§ **What you should do**:
The response has to be every entry, printed word for word.
'''
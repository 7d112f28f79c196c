//! PUT: create or replace a calendar resource (RFC 4791, 5.3.2)
//!
//! The body is validated through the iCalendar parser and stored in
//! the printer's normalized form, so later GETs are byte-stable. An
//! `If-Match` gates replacement; without one, only creation is
//! allowed, keeping lost-update races loud.

use axum::http::{StatusCode, header};
use axum::response::{IntoResponse, Response};
use kalends_core::Mutation;
use kalends_ical::Calendar;

use super::{DavState, conditional_header, unquote_etag};
use crate::AppState;
use crate::error::ApiError;

pub async fn handle(
    app: &AppState,
    state: &DavState,
    headers: &axum::http::HeaderMap,
    body: &[u8],
) -> Result<Response, ApiError> {
    if state.resource_name.is_empty() {
        return Err(ApiError::MethodNotAllowed);
    }
    let Some(cfg) = &state.collection else {
        tracing::info!("PUT into non-calendar collection");
        return Err(ApiError::Forbidden);
    };

    let cal = Calendar::parse(body, None)
        .map_err(|e| ApiError::BadRequest(format!("bad iCalendar body: {e}")))?;
    if cal.events().next().is_none() {
        return Err(ApiError::BadRequest("calendar without events".to_string()));
    }

    if state.rprncpl.quota_available < body.len() as u64 {
        tracing::warn!("quota exhausted for {}", state.rprncpl.name);
        return Err(ApiError::InsufficientStorage);
    }

    let data = String::from_utf8(cal.to_bytes())
        .map_err(|e| ApiError::Internal(format!("printer produced bad UTF-8: {e}")))?;

    match conditional_header(headers, header::IF_MATCH) {
        Some(raw) => {
            // Replacement path: the ETag must still be current.
            let expect = if raw.trim() == "*" {
                let Some(current) = app.store.resource_load(cfg.id, &state.resource_name).await?
                else {
                    return Err(ApiError::PreconditionFailed);
                };
                current.etag
            } else {
                unquote_etag(raw).to_string()
            };

            match app
                .store
                .resource_update(cfg.id, &state.resource_name, &data, &expect)
                .await?
            {
                Mutation::Done(etag) => Ok((
                    StatusCode::NO_CONTENT,
                    [(header::ETAG, format!("\"{etag}\""))],
                )
                    .into_response()),
                Mutation::Constraint => Err(ApiError::PreconditionFailed),
            }
        }
        None => match app
            .store
            .resource_create(cfg.id, &state.resource_name, &data)
            .await?
        {
            Mutation::Done(etag) => Ok((
                StatusCode::CREATED,
                [(header::ETAG, format!("\"{etag}\""))],
            )
                .into_response()),
            // Unconditional overwrite of an existing resource is a
            // lost update waiting to happen.
            Mutation::Constraint => Err(ApiError::PreconditionFailed),
        },
    }
}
'''
§ **Solution to this problem**:
repository 7d112f28f79c196c
//! PUT: create or replace a calendar resource (RFC 4791, 5.3.2)
//!
//! The body is validated through the iCalendar parser and stored in
//! the printer's normalized form, so later GETs are byte-stable. An
//! `If-Match` gates replacement; without one, only creation is
//! allowed, keeping lost-update races loud.

use axum::http::{StatusCode, header};
use axum::response::{IntoResponse, Response};
use kalends_core::Mutation;
use kalends_ical::Calendar;

use super::{DavState, conditional_header, unquote_etag};
use crate::AppState;
use crate::error::ApiError;

pub async fn handle(
    app: &AppState,
    state: &DavState,
    headers: &axum::http::HeaderMap,
    body: &[u8],
) -> Result<Response, ApiError> {
    if state.resource_name.is_empty() {
        return Err(ApiError::MethodNotAllowed);
    }
    let Some(cfg) = &state.collection else {
        tracing::info!("PUT into non-calendar collection");
        return Err(ApiError::Forbidden);
    };

    let cal = Calendar::parse(body, None)
        .map_err(|e| ApiError::BadRequest(format!("bad iCalendar body: {e}")))?;
    if cal.events().next().is_none() {
        return Err(ApiError::BadRequest("calendar without events".to_string()));
    }

    if state.rprncpl.quota_available < body.len() as u64 {
        tracing::warn!("quota exhausted for {}", state.rprncpl.name);
        return Err(ApiError::InsufficientStorage);
    }

    let data = String::from_utf8(cal.to_bytes())
        .map_err(|e| ApiError::Internal(format!("printer produced bad UTF-8: {e}")))?;

    match conditional_header(headers, header::IF_MATCH) {
        Some(raw) => {
            // Replacement path: the ETag must still be current.
            let expect = if raw.trim() == "*" {
                let Some(current) = app.store.resource_load(cfg.id, &state.resource_name).await?
                else {
                    return Err(ApiError::PreconditionFailed);
                };
                current.etag
            } else {
                unquote_etag(raw).to_string()
            };

            match app
                .store
                .resource_update(cfg.id, &state.resource_name, &data, &expect)
                .await?
            {
                Mutation::Done(etag) => Ok((
                    StatusCode::NO_CONTENT,
                    [(header::ETAG, format!("\"{etag}\""))],
                )
                    .into_response()),
                Mutation::Constraint => Err(ApiError::PreconditionFailed),
            }
        }
        None => match app
            .store
            .resource_create(cfg.id, &state.resource_name, &data)
            .await?
        {
            Mutation::Done(etag) => Ok((
                StatusCode::CREATED,
                [(header::ETAG, format!("\"{etag}\""))],
            )
                .into_response()),
            // Unconditional overwrite of an existing resource is a
            // lost update waiting to happen.
            Mutation::Constraint => Err(ApiError::PreconditionFailed),
        },
    }
}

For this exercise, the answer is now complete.